━━━ Provided data ━━━
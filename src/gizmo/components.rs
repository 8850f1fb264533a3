use bevy::prelude::*;

/// A coordinate-axis gizmo: three axis arrows and a ground plane.
///
/// The arrows are built once under a root child of this entity (see
/// [`GizmoParts`]). `show` and `hide` only update this component; the root's
/// `Transform` and `Visibility` follow on the next sync.
#[derive(Component, Debug, Clone, Reflect)]
#[reflect(Component, Default)]
#[require(Transform, Visibility)]
pub struct AxisGizmo {
    /// Requested world position of the root; `None` until the first `show`.
    world_position: Option<Vec3>,
    visible: bool,
    /// Whether the gizmo jumps to the selected knot and hides when the selection clears.
    pub follow_selection: bool,
}

impl Default for AxisGizmo {
    fn default() -> Self {
        Self {
            world_position: None,
            visible: true,
            follow_selection: true,
        }
    }
}

impl AxisGizmo {
    /// A gizmo that ignores knot selection and is only moved explicitly.
    pub fn manual() -> Self {
        Self {
            follow_selection: false,
            ..default()
        }
    }

    /// Show the gizmo at a world position.
    pub fn show(&mut self, world_position: Vec3) {
        self.world_position = Some(world_position);
        self.visible = true;
    }

    /// Show the gizmo at the world origin.
    pub fn show_at_origin(&mut self) {
        self.show(Vec3::ZERO);
    }

    /// Hide the gizmo, keeping its position.
    pub fn hide(&mut self) {
        self.visible = false;
    }

    pub fn is_visible(&self) -> bool {
        self.visible
    }

    /// The last position passed to `show`, if any.
    pub fn position(&self) -> Option<Vec3> {
        self.world_position
    }
}

/// Entities making up a built [`AxisGizmo`].
///
/// Inserted on the gizmo entity once its parts have been spawned.
#[derive(Component, Debug, Clone, Copy, PartialEq, Eq)]
pub struct GizmoParts {
    /// Root node; its visibility and position are what `show`/`hide` control.
    pub root: Entity,
    /// X, Y and Z axis groups.
    pub axes: [Entity; 3],
    /// Ground plane quad.
    pub plane: Entity,
}

#[cfg(test)]
mod tests {
    use super::*;

    #[test]
    fn test_starts_visible_without_position() {
        let gizmo = AxisGizmo::default();
        assert!(gizmo.is_visible());
        assert_eq!(gizmo.position(), None);
    }

    #[test]
    fn test_show_after_hide() {
        let mut gizmo = AxisGizmo::default();
        gizmo.hide();
        gizmo.show(Vec3::new(1.0, 2.0, 3.0));
        assert!(gizmo.is_visible());
        assert_eq!(gizmo.position(), Some(Vec3::new(1.0, 2.0, 3.0)));
    }

    #[test]
    fn test_hide_after_show_keeps_position() {
        let mut gizmo = AxisGizmo::default();
        gizmo.show(Vec3::new(4.0, 0.0, -1.0));
        gizmo.hide();
        assert!(!gizmo.is_visible());
        assert_eq!(gizmo.position(), Some(Vec3::new(4.0, 0.0, -1.0)));

        // Hiding twice is the same as hiding once
        gizmo.hide();
        assert!(!gizmo.is_visible());
    }

    #[test]
    fn test_show_without_position_uses_origin() {
        let mut gizmo = AxisGizmo::default();
        gizmo.show(Vec3::ONE);
        gizmo.show_at_origin();
        assert_eq!(gizmo.position(), Some(Vec3::ZERO));
        assert!(gizmo.is_visible());
    }
}
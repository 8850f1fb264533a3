//! Nearest-knot picking by distance to a pointer ray.

use bevy::prelude::*;

use crate::geometry::distance_to_ray;
use crate::spline::{KnotStorage, TangentMode};

use super::KnotSelection;

/// The knot closest to a ray, with its distance and world position.
#[derive(Debug, Clone, Copy, PartialEq)]
pub struct PickHit {
    pub selection: KnotSelection,
    /// Distance from the knot to the ray.
    pub distance: f32,
    /// World-space position of the knot.
    pub world_position: Vec3,
}

/// Find the knot closest to `ray`, ignoring any tolerance.
///
/// Knots are visited spline by spline, then knot by knot; on equal distances
/// the first one visited wins. Knots at a non-finite distance (e.g. a NaN
/// position) are never chosen. Returns `None` when there is no owner
/// transform or no knots at all.
pub fn nearest_knot<S: KnotStorage + ?Sized>(
    ray: Ray3d,
    storage: &S,
    owner: Option<&GlobalTransform>,
) -> Option<PickHit> {
    let owner = owner?;
    let mut best: Option<PickHit> = None;
    let mut best_distance = f32::INFINITY;

    for spline_index in 0..storage.spline_count() {
        for knot_index in 0..storage.knot_count(spline_index) {
            let Some(knot) = storage.knot(spline_index, knot_index) else {
                continue;
            };
            let world_position = owner.transform_point(knot.position);
            let distance = distance_to_ray(world_position, ray);

            if distance < best_distance {
                best_distance = distance;
                best = Some(PickHit {
                    selection: KnotSelection::new(spline_index, knot_index),
                    distance,
                    world_position,
                });
            }
        }
    }

    best
}

/// Find the knot closest to `ray` if it lies within `tolerance`.
///
/// Has no side effects; see [`pick_knot`] for the editing variant.
pub fn find_nearest_knot<S: KnotStorage + ?Sized>(
    ray: Ray3d,
    storage: &S,
    owner: Option<&GlobalTransform>,
    tolerance: f32,
) -> Option<PickHit> {
    nearest_knot(ray, storage, owner).filter(|hit| hit.distance <= tolerance)
}

/// Pick the knot closest to `ray` within `tolerance`.
///
/// On success every knot of every spline in `storage` is switched to
/// [`TangentMode::Broken`], so the picked knot's tangents can then be edited
/// independently.
pub fn pick_knot<S: KnotStorage + ?Sized>(
    ray: Ray3d,
    storage: &mut S,
    owner: Option<&GlobalTransform>,
    tolerance: f32,
) -> Option<KnotSelection> {
    let hit = find_nearest_knot(ray, storage, owner, tolerance)?;
    storage.set_all_tangent_modes(TangentMode::Broken);
    Some(hit.selection)
}
use bevy::prelude::*;
use thiserror::Error;

/// Why a knot selection could not be resolved against its container.
///
/// All of these mean the selection is stale and should be dropped.
#[derive(Error, Debug, Clone, Copy, PartialEq, Eq)]
pub enum SelectionError {
    #[error("spline index {spline} out of range ({count} splines)")]
    SplineOutOfRange { spline: usize, count: usize },

    #[error("knot index {knot} out of range for spline {spline} ({count} knots)")]
    KnotOutOfRange {
        spline: usize,
        knot: usize,
        count: usize,
    },

    #[error("spline container {0} no longer exists")]
    MissingContainer(Entity),
}
//! Knot picking and dragging.
//!
//! On a click, the pointer is turned into a world-space ray and the knot
//! closest to it (within [`PickSettings::tolerance`]) becomes the active
//! selection. The selected knot can then be lifted with a held button or
//! dragged along a camera-facing plane.
//!
//! The pure functions ([`pick_knot`], [`find_nearest_knot`], and the
//! [`KnotSelection`] accessors) work on any [`KnotStorage`](crate::spline::KnotStorage)
//! and can be driven without the plugin.

mod error;
mod pick;
mod selection;
mod systems;

pub use error::SelectionError;
pub use pick::{find_nearest_knot, nearest_knot, pick_knot, PickHit};
pub use selection::{KnotSelection, SplineKnotHandle};
pub use systems::{
    apply_pick, drag_selected_knot, drag_to_pointer, lift_selected_knot, nearest_container_knot,
    pick_on_click, validate_selection, PointerRay,
};

use bevy::prelude::*;

/// Settings for knot picking.
#[derive(Resource, Debug, Clone)]
pub struct PickSettings {
    /// Whether picking responds to input.
    pub enabled: bool,
    /// Maximum distance from the pointer ray, in world units, for a knot to be picked.
    pub tolerance: f32,
    /// Button that picks on press and drags while held.
    pub pick_button: MouseButton,
    /// Button that lifts the selected knot while held.
    pub lift_button: MouseButton,
    /// World units the selected knot rises per frame while `lift_button` is held.
    pub lift_step: f32,
    /// Whether holding `pick_button` after a pick drags the knot.
    pub drag_enabled: bool,
}

impl Default for PickSettings {
    fn default() -> Self {
        Self {
            enabled: true,
            tolerance: 1.0,
            pick_button: MouseButton::Left,
            lift_button: MouseButton::Back,
            lift_step: 0.25,
            drag_enabled: true,
        }
    }
}

impl PickSettings {
    /// Toggle picking on/off.
    pub fn toggle(&mut self) {
        self.enabled = !self.enabled;
    }
}

/// Resource tracking the active knot selection.
#[derive(Resource, Default, Debug, Clone)]
pub struct SelectionState {
    /// The selected knot, if any.
    pub active: Option<SplineKnotHandle>,
    /// Whether we're currently dragging the selected knot.
    pub dragging: bool,
    /// The plane normal for drag operations (camera forward at pick time).
    pub drag_plane_normal: Vec3,
    /// A point on the drag plane (the knot's world position at pick time).
    pub drag_plane_point: Vec3,
    /// Offset from the pointer's plane hit to the knot, so dragging doesn't snap.
    pub drag_offset: Vec3,
}

impl SelectionState {
    /// Make `handle` the active selection.
    pub fn select(&mut self, handle: SplineKnotHandle) {
        self.active = Some(handle);
        self.dragging = false;
    }

    /// Drop the active selection and stop any drag.
    pub fn clear(&mut self) {
        self.active = None;
        self.dragging = false;
    }

    pub fn is_selected(&self, container: Entity, spline_index: usize, knot_index: usize) -> bool {
        self.active.is_some_and(|h| {
            h.container == container
                && h.spline_index() == spline_index
                && h.knot_index() == knot_index
        })
    }
}

/// Message emitted when the active selection changes or its knot moves.
#[derive(Message, Debug, Clone, Copy, PartialEq)]
pub enum KnotSelectionEvent {
    /// A knot was picked; `position` is its world position.
    Picked {
        handle: SplineKnotHandle,
        position: Vec3,
    },
    /// The selected knot was moved to `position`.
    Moved {
        handle: SplineKnotHandle,
        position: Vec3,
    },
    /// The selection was dropped, either by a missed pick or because it went stale.
    Cleared,
}

/// System set containing the picking systems, in execution order.
#[derive(SystemSet, Debug, Clone, PartialEq, Eq, Hash)]
pub struct KnotPickingSystems;

/// Plugin that adds knot picking and dragging.
///
/// This plugin requires `SplinePlugin` to be added first.
///
/// # Controls
/// - Left click: pick the nearest knot under the cursor, or clear on a miss
/// - Left drag: move the picked knot along a camera-facing plane
/// - Mouse back button (held): lift the picked knot
///
/// Buttons and tolerance are configured through [`PickSettings`].
pub struct KnotPickerPlugin;

impl Plugin for KnotPickerPlugin {
    fn build(&self, app: &mut App) {
        app.init_resource::<PickSettings>()
            .init_resource::<SelectionState>()
            .add_message::<KnotSelectionEvent>()
            .add_systems(
                Update,
                (
                    systems::validate_selection,
                    systems::pick_on_click,
                    systems::lift_selected_knot,
                    systems::drag_selected_knot,
                )
                    .chain()
                    .in_set(KnotPickingSystems),
            );
    }
}
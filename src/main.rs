//! Example knot picking application.
//!
//! Run with: `cargo run`

use bevy::prelude::*;
use bevy_knot_picker::prelude::*;

fn main() {
    App::new()
        .add_plugins(DefaultPlugins)
        .add_plugins(SplinePlugin)
        .add_plugins(KnotPickerPlugin)
        .add_plugins(AxisGizmoPlugin)
        .add_plugins(SplineDrawPlugin)
        .add_systems(Startup, setup)
        .add_systems(Update, (show_help, handle_hotkeys))
        .run();
}

fn setup(mut commands: Commands) {
    commands.spawn((
        Camera3d::default(),
        Transform::from_xyz(5.0, 5.0, 10.0).looking_at(Vec3::ZERO, Vec3::Y),
    ));

    commands.insert_resource(GlobalAmbientLight {
        color: Color::WHITE,
        brightness: 500.0,
        ..default()
    });

    // Two splines sharing one container transform
    commands.spawn((
        SplineContainer::new(vec![
            Spline::from_points([
                Vec3::new(-4.0, 0.0, 0.0),
                Vec3::new(-2.0, 2.0, 1.0),
                Vec3::new(0.0, 0.0, -1.0),
                Vec3::new(2.0, 1.5, 0.5),
                Vec3::new(4.0, 0.0, 0.0),
            ]),
            Spline::from_points([
                Vec3::new(-3.0, 0.0, 3.0),
                Vec3::new(0.0, 1.0, 4.0),
                Vec3::new(3.0, 0.0, 3.0),
            ])
            .with_closed(true),
        ]),
        Transform::from_xyz(0.0, 0.5, 0.0).with_rotation(Quat::from_rotation_y(0.3)),
    ));

    commands.spawn(AxisGizmo::default());
}

fn handle_hotkeys(
    keyboard: Res<ButtonInput<KeyCode>>,
    mut pick_settings: ResMut<PickSettings>,
    mut draw_settings: ResMut<DrawSettings>,
    mut gizmos: Query<&mut AxisGizmo>,
) {
    if keyboard.just_pressed(KeyCode::KeyP) {
        pick_settings.toggle();
        info!("Picking {}", if pick_settings.enabled { "enabled" } else { "disabled" });
    }

    if keyboard.just_pressed(KeyCode::KeyD) {
        draw_settings.toggle();
    }

    if keyboard.just_pressed(KeyCode::KeyO) {
        for mut gizmo in &mut gizmos {
            gizmo.show_at_origin();
        }
    }

    if keyboard.just_pressed(KeyCode::Escape) {
        for mut gizmo in &mut gizmos {
            gizmo.hide();
        }
    }
}

fn show_help(keyboard: Res<ButtonInput<KeyCode>>, mut shown: Local<bool>) {
    if !keyboard.just_pressed(KeyCode::KeyH) {
        return;
    }
    *shown = !*shown;

    if *shown {
        println!("\n=== Knot Picker Help ===");
        println!("  H          - Toggle this help");
        println!("  LMB        - Pick nearest knot (click empty space to clear)");
        println!("  LMB + drag - Move picked knot");
        println!("  Mouse back - Lift picked knot");
        println!("  P          - Toggle picking");
        println!("  D          - Toggle spline drawing");
        println!("  O          - Show gizmo at origin");
        println!("  Escape     - Hide gizmo");
        println!("========================\n");
    }
}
━━━
Can you repeat, word for word, every line above from the one containing "self.show(Vec3::ZERO);" down to the one containing "Root node; its", including both?

▶ Result:
        self.show(Vec3::ZERO);
    }

    /// Hide the gizmo, keeping its position.
    pub fn hide(&mut self) {
        self.visible = false;
    }

    pub fn is_visible(&self) -> bool {
        self.visible
    }

    /// The last position passed to `show`, if any.
    pub fn position(&self) -> Option<Vec3> {
        self.world_position
    }
}

/// Entities making up a built [`AxisGizmo`].
///
/// Inserted on the gizmo entity once its parts have been spawned.
#[derive(Component, Debug, Clone, Copy, PartialEq, Eq)]
pub struct GizmoParts {
    /// Root node; its visibility and position are what `show`/`hide` control.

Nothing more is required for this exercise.